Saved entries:
★ ★ ★ ★ ★
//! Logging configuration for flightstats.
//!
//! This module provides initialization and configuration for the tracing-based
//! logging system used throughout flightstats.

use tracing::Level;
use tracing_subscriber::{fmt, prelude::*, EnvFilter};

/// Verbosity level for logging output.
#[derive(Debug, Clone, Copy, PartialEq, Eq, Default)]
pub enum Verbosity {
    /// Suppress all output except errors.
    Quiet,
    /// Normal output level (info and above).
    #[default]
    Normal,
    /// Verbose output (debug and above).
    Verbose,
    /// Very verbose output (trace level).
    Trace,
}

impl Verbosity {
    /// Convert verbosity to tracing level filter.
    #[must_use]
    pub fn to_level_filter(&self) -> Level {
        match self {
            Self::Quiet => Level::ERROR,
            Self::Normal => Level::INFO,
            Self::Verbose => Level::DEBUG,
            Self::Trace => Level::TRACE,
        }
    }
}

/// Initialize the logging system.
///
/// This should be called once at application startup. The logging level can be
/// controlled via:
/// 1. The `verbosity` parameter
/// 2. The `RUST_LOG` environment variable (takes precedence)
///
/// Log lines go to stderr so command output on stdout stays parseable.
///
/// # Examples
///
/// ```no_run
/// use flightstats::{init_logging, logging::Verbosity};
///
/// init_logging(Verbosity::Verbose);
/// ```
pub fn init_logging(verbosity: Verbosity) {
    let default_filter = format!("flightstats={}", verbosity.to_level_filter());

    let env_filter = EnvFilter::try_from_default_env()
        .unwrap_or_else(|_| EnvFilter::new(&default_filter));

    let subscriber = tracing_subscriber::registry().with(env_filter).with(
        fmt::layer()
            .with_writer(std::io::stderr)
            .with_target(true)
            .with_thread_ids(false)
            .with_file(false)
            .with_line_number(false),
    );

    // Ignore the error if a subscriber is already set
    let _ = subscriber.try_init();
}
★ ★ ★ ★ ★
= What the task requires =
Pull every line containing "false" out of the entries.

= Completed exercise =
            .with_thread_ids(false)
            .with_file(false)
            .with_line_number(false),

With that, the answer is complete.